Directions: Use the entries below and reproduce exactly the lines from the one containing "optional predicate tree." down to the one containing "reference, used to", both of them included.

Data for this task:
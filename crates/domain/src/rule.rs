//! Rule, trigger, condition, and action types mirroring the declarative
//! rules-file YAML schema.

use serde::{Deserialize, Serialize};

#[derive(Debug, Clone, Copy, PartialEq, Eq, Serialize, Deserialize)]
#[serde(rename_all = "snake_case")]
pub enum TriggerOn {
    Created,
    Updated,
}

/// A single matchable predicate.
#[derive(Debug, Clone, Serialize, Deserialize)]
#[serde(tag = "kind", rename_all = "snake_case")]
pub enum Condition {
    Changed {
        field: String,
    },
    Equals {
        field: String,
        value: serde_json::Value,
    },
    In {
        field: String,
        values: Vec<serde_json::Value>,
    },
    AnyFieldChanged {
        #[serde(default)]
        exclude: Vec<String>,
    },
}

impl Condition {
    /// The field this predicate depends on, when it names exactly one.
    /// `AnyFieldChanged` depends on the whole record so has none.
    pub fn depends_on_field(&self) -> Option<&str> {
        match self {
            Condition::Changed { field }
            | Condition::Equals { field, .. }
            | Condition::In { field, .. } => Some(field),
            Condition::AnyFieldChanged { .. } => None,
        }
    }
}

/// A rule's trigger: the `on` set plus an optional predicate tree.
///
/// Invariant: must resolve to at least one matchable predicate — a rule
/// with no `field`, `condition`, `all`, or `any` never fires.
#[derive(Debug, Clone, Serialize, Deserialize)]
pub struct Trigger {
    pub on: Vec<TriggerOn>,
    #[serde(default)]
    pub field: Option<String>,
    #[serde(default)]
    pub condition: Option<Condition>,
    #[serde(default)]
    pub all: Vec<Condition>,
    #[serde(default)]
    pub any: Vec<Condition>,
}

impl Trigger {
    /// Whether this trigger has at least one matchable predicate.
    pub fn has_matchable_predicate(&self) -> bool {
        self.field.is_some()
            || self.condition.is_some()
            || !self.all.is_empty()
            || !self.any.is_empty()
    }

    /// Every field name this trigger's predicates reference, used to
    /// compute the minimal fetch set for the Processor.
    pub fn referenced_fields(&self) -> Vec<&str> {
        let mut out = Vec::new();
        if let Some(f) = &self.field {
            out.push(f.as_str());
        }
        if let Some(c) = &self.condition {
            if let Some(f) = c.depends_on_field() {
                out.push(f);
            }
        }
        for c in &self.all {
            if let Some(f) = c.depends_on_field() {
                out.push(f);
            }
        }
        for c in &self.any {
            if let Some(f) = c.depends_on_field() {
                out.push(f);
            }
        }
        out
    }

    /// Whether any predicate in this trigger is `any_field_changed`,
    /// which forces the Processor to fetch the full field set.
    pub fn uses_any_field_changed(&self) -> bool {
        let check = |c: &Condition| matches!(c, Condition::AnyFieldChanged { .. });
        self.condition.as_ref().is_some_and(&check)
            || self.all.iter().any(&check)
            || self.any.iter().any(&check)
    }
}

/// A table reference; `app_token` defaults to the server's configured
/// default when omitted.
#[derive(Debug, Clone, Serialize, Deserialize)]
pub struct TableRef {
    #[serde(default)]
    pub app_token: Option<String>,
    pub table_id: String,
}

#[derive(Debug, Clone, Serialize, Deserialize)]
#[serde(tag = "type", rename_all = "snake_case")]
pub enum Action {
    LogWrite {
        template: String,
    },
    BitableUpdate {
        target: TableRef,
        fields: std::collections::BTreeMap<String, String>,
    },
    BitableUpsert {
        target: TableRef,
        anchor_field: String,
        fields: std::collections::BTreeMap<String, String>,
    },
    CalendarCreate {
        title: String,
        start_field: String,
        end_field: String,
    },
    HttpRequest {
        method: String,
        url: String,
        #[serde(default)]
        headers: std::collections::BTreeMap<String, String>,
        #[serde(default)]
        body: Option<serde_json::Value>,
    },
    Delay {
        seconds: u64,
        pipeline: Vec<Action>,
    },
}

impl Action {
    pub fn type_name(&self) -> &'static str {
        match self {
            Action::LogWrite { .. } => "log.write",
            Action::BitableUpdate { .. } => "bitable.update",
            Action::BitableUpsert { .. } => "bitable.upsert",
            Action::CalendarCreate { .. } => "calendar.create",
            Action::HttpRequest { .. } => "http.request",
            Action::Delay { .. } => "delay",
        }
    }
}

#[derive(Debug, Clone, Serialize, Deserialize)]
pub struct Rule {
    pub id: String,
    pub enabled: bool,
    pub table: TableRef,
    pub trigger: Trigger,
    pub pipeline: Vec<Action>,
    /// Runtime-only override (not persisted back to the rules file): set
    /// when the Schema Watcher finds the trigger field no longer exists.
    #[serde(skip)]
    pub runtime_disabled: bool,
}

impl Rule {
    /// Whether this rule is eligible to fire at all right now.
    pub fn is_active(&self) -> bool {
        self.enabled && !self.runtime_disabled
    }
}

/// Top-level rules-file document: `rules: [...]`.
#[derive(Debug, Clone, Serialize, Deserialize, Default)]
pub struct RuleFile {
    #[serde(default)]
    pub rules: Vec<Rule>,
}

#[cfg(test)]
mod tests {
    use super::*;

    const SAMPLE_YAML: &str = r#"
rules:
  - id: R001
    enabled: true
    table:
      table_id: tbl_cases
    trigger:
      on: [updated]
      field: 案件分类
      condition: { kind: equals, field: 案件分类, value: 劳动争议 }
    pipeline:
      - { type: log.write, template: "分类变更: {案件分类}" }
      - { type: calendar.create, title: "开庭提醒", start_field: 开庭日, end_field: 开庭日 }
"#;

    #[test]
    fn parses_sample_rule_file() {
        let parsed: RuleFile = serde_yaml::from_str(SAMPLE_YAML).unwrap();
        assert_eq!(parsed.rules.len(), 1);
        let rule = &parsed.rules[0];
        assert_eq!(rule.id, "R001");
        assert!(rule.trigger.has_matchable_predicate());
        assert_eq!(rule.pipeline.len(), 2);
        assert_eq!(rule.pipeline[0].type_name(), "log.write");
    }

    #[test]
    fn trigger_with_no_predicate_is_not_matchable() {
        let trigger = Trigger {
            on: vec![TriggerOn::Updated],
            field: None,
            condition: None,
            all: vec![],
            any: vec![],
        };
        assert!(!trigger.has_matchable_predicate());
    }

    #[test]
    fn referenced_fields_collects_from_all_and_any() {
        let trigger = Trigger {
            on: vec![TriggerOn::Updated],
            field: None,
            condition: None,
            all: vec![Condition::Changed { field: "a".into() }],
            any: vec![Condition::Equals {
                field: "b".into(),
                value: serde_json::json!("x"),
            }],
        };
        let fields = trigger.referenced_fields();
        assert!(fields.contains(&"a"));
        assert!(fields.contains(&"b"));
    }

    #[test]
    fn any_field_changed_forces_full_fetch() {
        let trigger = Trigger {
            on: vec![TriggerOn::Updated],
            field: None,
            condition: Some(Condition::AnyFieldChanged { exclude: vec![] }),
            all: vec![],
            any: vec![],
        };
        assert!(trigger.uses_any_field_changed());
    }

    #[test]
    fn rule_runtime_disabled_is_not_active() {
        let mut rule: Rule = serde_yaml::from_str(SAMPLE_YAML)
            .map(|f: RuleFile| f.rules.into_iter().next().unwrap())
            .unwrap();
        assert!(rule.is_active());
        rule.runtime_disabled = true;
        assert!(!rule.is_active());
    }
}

--

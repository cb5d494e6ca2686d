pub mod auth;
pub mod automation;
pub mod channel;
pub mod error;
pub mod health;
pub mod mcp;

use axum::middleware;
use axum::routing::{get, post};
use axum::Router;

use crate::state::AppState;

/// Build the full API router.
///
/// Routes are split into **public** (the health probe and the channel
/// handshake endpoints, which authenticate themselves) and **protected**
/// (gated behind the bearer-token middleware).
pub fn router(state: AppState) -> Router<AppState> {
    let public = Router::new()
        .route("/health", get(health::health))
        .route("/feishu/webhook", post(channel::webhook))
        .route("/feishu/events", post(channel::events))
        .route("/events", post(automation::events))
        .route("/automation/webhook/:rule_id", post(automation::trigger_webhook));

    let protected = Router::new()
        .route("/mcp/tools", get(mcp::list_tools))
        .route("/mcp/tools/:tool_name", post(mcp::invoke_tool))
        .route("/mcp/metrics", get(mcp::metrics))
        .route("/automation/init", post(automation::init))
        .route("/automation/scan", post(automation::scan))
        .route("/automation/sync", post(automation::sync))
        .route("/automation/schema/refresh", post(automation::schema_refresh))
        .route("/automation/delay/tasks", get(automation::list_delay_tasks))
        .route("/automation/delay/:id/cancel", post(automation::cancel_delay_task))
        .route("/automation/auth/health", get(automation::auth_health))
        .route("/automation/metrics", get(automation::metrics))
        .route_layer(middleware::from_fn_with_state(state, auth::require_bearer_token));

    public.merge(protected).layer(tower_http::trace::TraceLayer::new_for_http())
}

Solution:
/// A rule's trigger: the `on` set plus an optional predicate tree.
///
/// Invariant: must resolve to at least one matchable predicate — a rule
/// with no `field`, `condition`, `all`, or `any` never fires.
#[derive(Debug, Clone, Serialize, Deserialize)]
pub struct Trigger {
    pub on: Vec<TriggerOn>,
    #[serde(default)]
    pub field: Option<String>,
    #[serde(default)]
    pub condition: Option<Condition>,
    #[serde(default)]
    pub all: Vec<Condition>,
    #[serde(default)]
    pub any: Vec<Condition>,
}

impl Trigger {
    /// Whether this trigger has at least one matchable predicate.
    pub fn has_matchable_predicate(&self) -> bool {
        self.field.is_some()
            || self.condition.is_some()
            || !self.all.is_empty()
            || !self.any.is_empty()
    }

    /// Every field name this trigger's predicates reference, used to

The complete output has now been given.